On June 26 of this year, Stundin reported how Sigurdur Ingi Thordarson, a diagnosed sociopath and serial fraudster who cosied up to US authorities seeking to further their case against Assange, admitted that he’d spun a false narrative to advance his own interests.

This was not the first time that evidence related to charges against Assange turned out to be fabricated or trumped-up.

In 2017, when Assange was still protected by the political asylum that the Ecuadorian embassy had offered, Swedish prosecutors had dropped their preliminary investigation into alleged rape committed by Assange as his stay in the embassy prevented the proceedings from continuing.

The charges, which were re-opened and dropped a total of three times after that, were eventually dismissed every time due to the lack of evidence presented by the prosecution.

Thordarson’s Deals With The FBI

A report published by Stundin revealed the extent of Thordarson’s lies to both Wikileaks and US authorities, stretching all the way back to 2010.

Thordarson had originally met Assange in that year. According to the report, Assange had accepted Thordarson’s offer to help raise funds for Wikileaks when the two had met briefly in Iceland.

Instead, Thordarson had used the opportunity to embezzle more than $50,000 from the organisation.

The key connection between Thordarson and the espionage charges in the US indictment is the fact that a large part of the case being leveled against Assange relies on Thordarson’s testimony.

The US prosecutors claim that Assange had instructed Thordarson to break into Icelandic MP’s phones and record private conversations, an instruction which Thordarson directly admitted was never given to him.

In spite of Thordarson’s shameless, belated honesty, UK courts have so far not budged on their judgement of Assange.

While the judge overseeing Assange’s case did rule against an extradition due to his poor health, the court was adamant on its consideration of the charges, citing evidence furnished by Thordarson’s false claims.

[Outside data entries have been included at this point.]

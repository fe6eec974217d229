//! The shared, read-only half of the scorer: codebooks, mixture weights,
//! log tables, the optional k-d trees and the kernel chosen for them.
//!
//! A model is loaded once and handed to any number of
//! [`ScoringSession`](crate::session::ScoringSession)s through an `Arc`.

use std::sync::Arc;

use tracing::{debug, info};

use crate::codebook::CodebookSet;
use crate::config::ScorerConfig;
use crate::error::{Result, ScoreError};
use crate::hmm::SenoneSequences;
use crate::kdtree::{CandidateOracle, KdTreeSet};
use crate::kernels::ScoringStrategy;
use crate::logmath::{FastLogAdd, LogMath, SENSCR_SHIFT};
use crate::mixw::{read_mixw, read_sendump, MixtureWeights};
use crate::topn::Pruning;

/// Senone indices are stored as `u32` and must also fit an `i32`.
pub const MAX_SENONES: usize = i32::MAX as usize;

pub struct SemiContModel {
    topn: usize,
    ds_ratio: u32,
    kd_max_depth: usize,
    kd_max_bbi: Option<usize>,
    lmath_8b: LogMath,
    fast: FastLogAdd,
    codebooks: CodebookSet,
    mixw: MixtureWeights,
    strategy: ScoringStrategy,
    oracle: Option<Box<dyn CandidateOracle>>,
}

impl SemiContModel {
    /// Load every file named by `config`.
    ///
    /// # Errors
    /// Any load failure is fatal for the model; see [`ScoreError`].
    pub fn load(config: &ScorerConfig) -> Result<Arc<Self>> {
        let mut config = config.clone();
        config.normalize();

        let lmath = LogMath::new(config.log_base, 0, false)?;
        let lmath_8b = LogMath::new(config.log_base, SENSCR_SHIFT, true)?;

        let mean_path = ScorerConfig::require(&config.mean_path, "meanPath")?;
        let var_path = ScorerConfig::require(&config.var_path, "varPath")?;
        let codebooks = CodebookSet::load(&mean_path, &var_path, config.var_floor, &lmath)?;
        let (n_feat, n_density) = (codebooks.n_feat(), codebooks.n_density());

        let mixw = match (&config.sendump_path, &config.mixw_path) {
            (Some(dump), _) => read_sendump(dump, n_feat, n_density, config.n_senones, config.mmap)?,
            (None, Some(mixw)) => read_mixw(
                mixw,
                n_feat,
                n_density,
                config.n_senones,
                config.mixw_floor,
                &lmath_8b,
            )?,
            (None, None) => {
                return Err(ScoreError::Config(
                    "neither sendumpPath nor mixwPath is configured".into(),
                ))
            }
        };

        let oracle = match &config.kdtree_path {
            Some(path) => {
                let trees = KdTreeSet::load(path, Some(codebooks.n_feat()))?;
                check_trees(&trees, &codebooks)?;
                Some(Box::new(trees) as Box<dyn CandidateOracle>)
            }
            None => None,
        };

        Self::from_parts(&config, lmath_8b, codebooks, mixw, oracle).map(Arc::new)
    }

    /// Assemble a model from already-loaded parts. Only the search
    /// parameters of `config` are used.
    pub fn from_parts(
        config: &ScorerConfig,
        lmath_8b: LogMath,
        codebooks: CodebookSet,
        mixw: MixtureWeights,
        oracle: Option<Box<dyn CandidateOracle>>,
    ) -> Result<Self> {
        let fast = FastLogAdd::from_logmath(&lmath_8b)?;

        if mixw.n_feat() != codebooks.n_feat() {
            return Err(ScoreError::DimensionMismatch {
                what: "feature stream count",
                expected: codebooks.n_feat(),
                found: mixw.n_feat(),
            });
        }
        if mixw.n_density() != codebooks.n_density() {
            return Err(ScoreError::DimensionMismatch {
                what: "codewords per stream",
                expected: codebooks.n_density(),
                found: mixw.n_density(),
            });
        }
        if mixw.n_sen() > MAX_SENONES {
            return Err(ScoreError::Config(format!(
                "{} senones exceed the limit of {MAX_SENONES}",
                mixw.n_sen()
            )));
        }
        if config.topn == 0 || config.topn > codebooks.n_density() {
            return Err(ScoreError::Config(format!(
                "topn {} must be between 1 and the codebook size {}",
                config.topn,
                codebooks.n_density()
            )));
        }
        if let Some(oracle) = &oracle {
            if oracle.n_trees() != codebooks.n_feat() {
                return Err(ScoreError::Config(format!(
                    "{} kd-trees for {} feature streams",
                    oracle.n_trees(),
                    codebooks.n_feat()
                )));
            }
            for f in 0..codebooks.n_feat() {
                if oracle.n_codewords(f) > codebooks.n_density() {
                    return Err(ScoreError::DimensionMismatch {
                        what: "kd-tree codewords",
                        expected: codebooks.n_density(),
                        found: oracle.n_codewords(f),
                    });
                }
            }
        }

        let strategy = ScoringStrategy::select(mixw.layout(), config.topn);
        info!(
            n_feat = codebooks.n_feat(),
            n_density = codebooks.n_density(),
            n_sen = mixw.n_sen(),
            topn = config.topn,
            ds_ratio = config.ds_ratio,
            kd_trees = oracle.is_some(),
            ?strategy,
            "semi-continuous model ready"
        );

        Ok(Self {
            topn: config.topn,
            ds_ratio: config.ds_ratio.max(1),
            kd_max_depth: config.kd_max_depth,
            kd_max_bbi: usize::try_from(config.kd_max_bbi).ok(),
            lmath_8b,
            fast,
            codebooks,
            mixw,
            strategy,
            oracle,
        })
    }

    pub fn topn(&self) -> usize {
        self.topn
    }

    pub fn ds_ratio(&self) -> u32 {
        self.ds_ratio
    }

    pub fn n_feat(&self) -> usize {
        self.codebooks.n_feat()
    }

    pub fn n_density(&self) -> usize {
        self.codebooks.n_density()
    }

    pub fn n_senones(&self) -> usize {
        self.mixw.n_sen()
    }

    pub fn codebooks(&self) -> &CodebookSet {
        &self.codebooks
    }

    pub fn mixture_weights(&self) -> &MixtureWeights {
        &self.mixw
    }

    pub fn strategy(&self) -> ScoringStrategy {
        self.strategy
    }

    pub fn lmath_8b(&self) -> &LogMath {
        &self.lmath_8b
    }

    pub fn fast_add(&self) -> &FastLogAdd {
        &self.fast
    }

    /// k-d tree pruning parameters, when trees were loaded.
    pub fn pruning(&self) -> Option<Pruning<'_>> {
        self.oracle.as_deref().map(|oracle| Pruning {
            oracle,
            max_depth: self.kd_max_depth,
            max_bbi: self.kd_max_bbi,
        })
    }

    /// Check a decoder's senone sequences against this model before any HMM
    /// built on them is marked active.
    pub fn check_sequences(&self, sseq: &SenoneSequences) -> Result<()> {
        if let Some(max) = sseq.max_senone() {
            if max as usize >= self.n_senones() {
                return Err(ScoreError::DimensionMismatch {
                    what: "senone id in senone sequences",
                    expected: self.n_senones(),
                    found: max as usize,
                });
            }
        }
        debug!(
            n_ssid = sseq.n_ssid(),
            n_emit_state = sseq.n_emit_state(),
            "senone sequences checked"
        );
        Ok(())
    }
}

impl std::fmt::Debug for SemiContModel {
    fn fmt(&self, f: &mut std::fmt::Formatter<'_>) -> std::fmt::Result {
        f.debug_struct("SemiContModel")
            .field("topn", &self.topn)
            .field("ds_ratio", &self.ds_ratio)
            .field("n_feat", &self.n_feat())
            .field("n_density", &self.n_density())
            .field("n_senones", &self.n_senones())
            .field("strategy", &self.strategy)
            .field("kd_trees", &self.oracle.is_some())
            .finish_non_exhaustive()
    }
}

fn check_trees(trees: &KdTreeSet, codebooks: &CodebookSet) -> Result<()> {
    for (f, tree) in trees.trees.iter().enumerate() {
        if tree.n_comp != codebooks.veclen(f) {
            return Err(ScoreError::Config(format!(
                "kd-tree {f} has {} components, stream {f} has length {}",
                tree.n_comp,
                codebooks.veclen(f)
            )));
        }
        if tree.n_density != codebooks.n_density() {
            return Err(ScoreError::Config(format!(
                "kd-tree {f} indexes {} codewords, codebook has {}",
                tree.n_density,
                codebooks.n_density()
            )));
        }
    }
    Ok(())
}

Another example of Thordarson’s influence on the US prosecutors’ claims involves one of Wikileaks’ biggest stories – a year after the financial crisis of 2008, an internal report from Kaupthing Bank in Iceland was published on Assange’s portal.

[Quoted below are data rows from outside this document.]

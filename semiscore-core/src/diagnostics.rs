//! Per-session scoring counters, readable while a session runs.

use std::sync::atomic::{AtomicUsize, Ordering};

use serde::Serialize;

/// Per-session scoring counters. Shared through an `Arc` so a monitor can
/// read them while the session keeps scoring.
#[derive(Debug)]
pub struct ScoringDiagnostics {
    pub frames_scored: AtomicUsize,
    pub full_search_frames: AtomicUsize,
    pub pruned_search_frames: AtomicUsize,
    pub seed_only_frames: AtomicUsize,
    pub senones_scored: AtomicUsize,
    pub kd_candidates: AtomicUsize,
    pub stale_active_lists: AtomicUsize,
}

impl Default for ScoringDiagnostics {
    fn default() -> Self {
        Self {
            frames_scored: AtomicUsize::new(0),
            full_search_frames: AtomicUsize::new(0),
            pruned_search_frames: AtomicUsize::new(0),
            seed_only_frames: AtomicUsize::new(0),
            senones_scored: AtomicUsize::new(0),
            kd_candidates: AtomicUsize::new(0),
            stale_active_lists: AtomicUsize::new(0),
        }
    }
}

impl ScoringDiagnostics {
    pub fn reset(&self) {
        self.frames_scored.store(0, Ordering::Relaxed);
        self.full_search_frames.store(0, Ordering::Relaxed);
        self.pruned_search_frames.store(0, Ordering::Relaxed);
        self.seed_only_frames.store(0, Ordering::Relaxed);
        self.senones_scored.store(0, Ordering::Relaxed);
        self.kd_candidates.store(0, Ordering::Relaxed);
        self.stale_active_lists.store(0, Ordering::Relaxed);
    }

    pub fn snapshot(&self) -> DiagnosticsSnapshot {
        DiagnosticsSnapshot {
            frames_scored: self.frames_scored.load(Ordering::Relaxed),
            full_search_frames: self.full_search_frames.load(Ordering::Relaxed),
            pruned_search_frames: self.pruned_search_frames.load(Ordering::Relaxed),
            seed_only_frames: self.seed_only_frames.load(Ordering::Relaxed),
            senones_scored: self.senones_scored.load(Ordering::Relaxed),
            kd_candidates: self.kd_candidates.load(Ordering::Relaxed),
            stale_active_lists: self.stale_active_lists.load(Ordering::Relaxed),
        }
    }
}

/// Search counters are per stream: a frame with two streams adds two to
/// the search totals.
#[derive(Debug, Clone, Copy, PartialEq, Eq, Serialize)]
#[serde(rename_all = "camelCase")]
pub struct DiagnosticsSnapshot {
    pub frames_scored: usize,
    pub full_search_frames: usize,
    pub pruned_search_frames: usize,
    pub seed_only_frames: usize,
    pub senones_scored: usize,
    pub kd_candidates: usize,
    pub stale_active_lists: usize,
}

#[cfg(test)]
mod tests {
    use super::*;

    #[test]
    fn snapshot_and_reset() {
        let d = ScoringDiagnostics::default();
        d.frames_scored.fetch_add(3, Ordering::Relaxed);
        d.kd_candidates.fetch_add(40, Ordering::Relaxed);
        let snap = d.snapshot();
        assert_eq!(snap.frames_scored, 3);
        assert_eq!(snap.kd_candidates, 40);

        let json = serde_json::to_value(snap).unwrap();
        assert_eq!(json["framesScored"], 3);

        d.reset();
        assert_eq!(d.snapshot().frames_scored, 0);
    }
}
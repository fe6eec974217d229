//! # semiscore-core
//!
//! Semi-continuous acoustic senone scorer.
//!
//! ## Architecture
//!
//! ```text
//! mean/var files ──► CodebookSet ─┐
//! mixw / sendump ──► MixtureWeights├─► SemiContModel (Arc, read-only)
//! kd-tree file   ──► KdTreeSet   ─┘          │
//!                                            ▼
//! features ──► ScoringSession::frame_eval
//!                 per stream: StreamTopN (seed, scan, commit)
//!                             normalize_topn
//!                 ScoringStrategy kernel over all / active senones
//!                              │
//!                              ▼
//!                 scores[senone], BestSenone
//! ```
//!
//! All scores are negated log probabilities: smaller is better. Loading is
//! the only fallible step; scoring a frame never fails.
//!
//! ## Features
//!
//! - `mmap` (default): memory-map `sendump` files.
//! - `fixed-point`: integer Gaussian evaluation.

#![deny(unsafe_code)]
#![warn(clippy::all)]

pub mod active;
pub mod bio;
pub mod codebook;
pub mod config;
pub mod diagnostics;
pub mod error;
pub mod fixpoint;
pub mod hmm;
pub mod kdtree;
pub mod kernels;
pub mod logmath;
pub mod mixw;
pub mod model;
pub mod normalize;
pub mod session;
pub mod topn;

// Convenience re-exports for downstream crates
pub use active::ActiveSenones;
pub use config::{load_config, save_config, ScorerConfig};
pub use diagnostics::{DiagnosticsSnapshot, ScoringDiagnostics};
pub use error::{Result, ScoreError};
pub use hmm::{Hmm, HmmTopology, SenoneSequences};
pub use kdtree::{CandidateOracle, KdTreeSet};
pub use kernels::{BestSenone, ScoringStrategy};
pub use model::SemiContModel;
pub use session::{ScoringSession, SenoneScorer, SessionHandle};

The report directly implicated dubious lending practices carried out by Kaupthing as the main factors that led to insolvency and eventual nationalisation of Kaupthing and Iceland’s two other major banks.

One of the main charges being leveled against Assange is intimately tied with Wikileaks’ story on Kaupthing and the other banks.

Thordarson had led prosecutors to believe that he and Assange had attempted to decrypt files which were stolen, when the report was in fact leaked by someone from within the bank itself.

Stundin’s detailed report goes on to reveal how Thordarson admitted that he repeatedly referred to himself as Assange’s right-hand man, with the stated intent of using his ‘position’ to obtain immunity from prosecution as well as convince hackers on chat forums to engage in attacks, misleading them into thinking he was acting on Wikileaks’ behalf.

Thordarson also leveraged his nominal association with Wikileaks to eventually work his way out of a trap that the FBI had set up for him through a hacker turned informant.

In August 2011, Thordarson contacted the FBI to become an informant against Assange after Wikileaks staff began looking into missing funds that Thordarson had diverted into his own bank account by impersonating Assange via email.

By the time Icelandic authorities caught on to the FBI’s visit, Thordarson had already stolen information from Wikileaks’ servers and was flown out of the country to become the US’ ‘star witness’ in the case.